Work request: Would you please write out each entry that follows, exactly as written?

[Records supplied]

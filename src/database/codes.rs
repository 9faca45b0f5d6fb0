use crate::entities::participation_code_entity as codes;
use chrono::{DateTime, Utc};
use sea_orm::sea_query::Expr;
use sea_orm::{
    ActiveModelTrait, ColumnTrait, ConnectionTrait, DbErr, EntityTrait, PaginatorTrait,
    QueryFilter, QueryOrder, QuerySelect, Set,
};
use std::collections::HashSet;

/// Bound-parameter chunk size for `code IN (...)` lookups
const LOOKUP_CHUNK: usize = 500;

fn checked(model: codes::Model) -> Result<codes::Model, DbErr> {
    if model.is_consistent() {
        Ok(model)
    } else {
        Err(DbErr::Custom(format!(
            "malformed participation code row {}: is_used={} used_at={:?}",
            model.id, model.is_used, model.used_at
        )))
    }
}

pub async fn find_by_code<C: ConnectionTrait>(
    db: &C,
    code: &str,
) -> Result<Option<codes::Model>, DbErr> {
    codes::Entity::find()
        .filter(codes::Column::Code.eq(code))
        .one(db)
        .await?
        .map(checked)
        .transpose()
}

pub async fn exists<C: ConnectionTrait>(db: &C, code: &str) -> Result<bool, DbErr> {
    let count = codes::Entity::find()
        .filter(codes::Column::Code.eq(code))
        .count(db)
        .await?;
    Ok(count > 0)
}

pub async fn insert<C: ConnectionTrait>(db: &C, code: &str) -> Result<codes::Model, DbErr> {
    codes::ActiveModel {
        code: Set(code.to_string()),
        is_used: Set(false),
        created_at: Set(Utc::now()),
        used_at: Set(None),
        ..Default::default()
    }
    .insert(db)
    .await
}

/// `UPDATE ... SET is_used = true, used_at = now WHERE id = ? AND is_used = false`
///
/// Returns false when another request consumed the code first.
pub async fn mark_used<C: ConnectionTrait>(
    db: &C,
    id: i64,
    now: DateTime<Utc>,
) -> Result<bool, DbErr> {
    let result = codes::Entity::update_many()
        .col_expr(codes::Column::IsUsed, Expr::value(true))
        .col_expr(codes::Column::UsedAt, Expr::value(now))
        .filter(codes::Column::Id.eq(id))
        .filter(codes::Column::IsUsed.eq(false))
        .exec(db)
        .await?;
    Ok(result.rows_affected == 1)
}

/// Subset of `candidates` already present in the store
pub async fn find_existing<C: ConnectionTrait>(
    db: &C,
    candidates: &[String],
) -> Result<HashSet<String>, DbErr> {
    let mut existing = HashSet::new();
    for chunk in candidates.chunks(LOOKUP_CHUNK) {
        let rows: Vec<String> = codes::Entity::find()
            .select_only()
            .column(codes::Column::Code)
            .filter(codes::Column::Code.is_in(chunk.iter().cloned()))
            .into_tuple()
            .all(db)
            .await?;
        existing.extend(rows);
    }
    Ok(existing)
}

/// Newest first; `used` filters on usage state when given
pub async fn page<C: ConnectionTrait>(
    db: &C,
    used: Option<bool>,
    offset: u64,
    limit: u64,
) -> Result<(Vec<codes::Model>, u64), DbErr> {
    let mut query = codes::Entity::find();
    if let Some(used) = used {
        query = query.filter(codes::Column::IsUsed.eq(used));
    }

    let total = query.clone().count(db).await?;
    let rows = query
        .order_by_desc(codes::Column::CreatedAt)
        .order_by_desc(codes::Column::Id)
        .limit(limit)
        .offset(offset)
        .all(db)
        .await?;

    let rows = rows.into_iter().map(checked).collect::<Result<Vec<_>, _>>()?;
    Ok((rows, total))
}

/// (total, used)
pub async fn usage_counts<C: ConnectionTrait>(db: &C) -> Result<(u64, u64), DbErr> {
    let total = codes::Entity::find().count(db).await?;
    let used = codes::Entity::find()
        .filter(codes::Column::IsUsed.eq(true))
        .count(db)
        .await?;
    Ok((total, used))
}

[/Records supplied]

Answer to this exercise:
filename src/database/codes.rs
repository 9faca45b0f5d6fb0
use crate::entities::participation_code_entity as codes;
use chrono::{DateTime, Utc};
use sea_orm::sea_query::Expr;
use sea_orm::{
    ActiveModelTrait, ColumnTrait, ConnectionTrait, DbErr, EntityTrait, PaginatorTrait,
    QueryFilter, QueryOrder, QuerySelect, Set,
};
use std::collections::HashSet;

/// Bound-parameter chunk size for `code IN (...)` lookups
const LOOKUP_CHUNK: usize = 500;

fn checked(model: codes::Model) -> Result<codes::Model, DbErr> {
    if model.is_consistent() {
        Ok(model)
    } else {
        Err(DbErr::Custom(format!(
            "malformed participation code row {}: is_used={} used_at={:?}",
            model.id, model.is_used, model.used_at
        )))
    }
}

pub async fn find_by_code<C: ConnectionTrait>(
    db: &C,
    code: &str,
) -> Result<Option<codes::Model>, DbErr> {
    codes::Entity::find()
        .filter(codes::Column::Code.eq(code))
        .one(db)
        .await?
        .map(checked)
        .transpose()
}

pub async fn exists<C: ConnectionTrait>(db: &C, code: &str) -> Result<bool, DbErr> {
    let count = codes::Entity::find()
        .filter(codes::Column::Code.eq(code))
        .count(db)
        .await?;
    Ok(count > 0)
}

pub async fn insert<C: ConnectionTrait>(db: &C, code: &str) -> Result<codes::Model, DbErr> {
    codes::ActiveModel {
        code: Set(code.to_string()),
        is_used: Set(false),
        created_at: Set(Utc::now()),
        used_at: Set(None),
        ..Default::default()
    }
    .insert(db)
    .await
}

/// `UPDATE ... SET is_used = true, used_at = now WHERE id = ? AND is_used = false`
///
/// Returns false when another request consumed the code first.
pub async fn mark_used<C: ConnectionTrait>(
    db: &C,
    id: i64,
    now: DateTime<Utc>,
) -> Result<bool, DbErr> {
    let result = codes::Entity::update_many()
        .col_expr(codes::Column::IsUsed, Expr::value(true))
        .col_expr(codes::Column::UsedAt, Expr::value(now))
        .filter(codes::Column::Id.eq(id))
        .filter(codes::Column::IsUsed.eq(false))
        .exec(db)
        .await?;
    Ok(result.rows_affected == 1)
}

/// Subset of `candidates` already present in the store
pub async fn find_existing<C: ConnectionTrait>(
    db: &C,
    candidates: &[String],
) -> Result<HashSet<String>, DbErr> {
    let mut existing = HashSet::new();
    for chunk in candidates.chunks(LOOKUP_CHUNK) {
        let rows: Vec<String> = codes::Entity::find()
            .select_only()
            .column(codes::Column::Code)
            .filter(codes::Column::Code.is_in(chunk.iter().cloned()))
            .into_tuple()
            .all(db)
            .await?;
        existing.extend(rows);
    }
    Ok(existing)
}

/// Newest first; `used` filters on usage state when given
pub async fn page<C: ConnectionTrait>(
    db: &C,
    used: Option<bool>,
    offset: u64,
    limit: u64,
) -> Result<(Vec<codes::Model>, u64), DbErr> {
    let mut query = codes::Entity::find();
    if let Some(used) = used {
        query = query.filter(codes::Column::IsUsed.eq(used));
    }

    let total = query.clone().count(db).await?;
    let rows = query
        .order_by_desc(codes::Column::CreatedAt)
        .order_by_desc(codes::Column::Id)
        .limit(limit)
        .offset(offset)
        .all(db)
        .await?;

    let rows = rows.into_iter().map(checked).collect::<Result<Vec<_>, _>>()?;
    Ok((rows, total))
}

/// (total, used)
pub async fn usage_counts<C: ConnectionTrait>(db: &C) -> Result<(u64, u64), DbErr> {
    let total = codes::Entity::find().count(db).await?;
    let used = codes::Entity::find()
        .filter(codes::Column::IsUsed.eq(true))
        .count(db)
        .await?;
    Ok((total, used))
}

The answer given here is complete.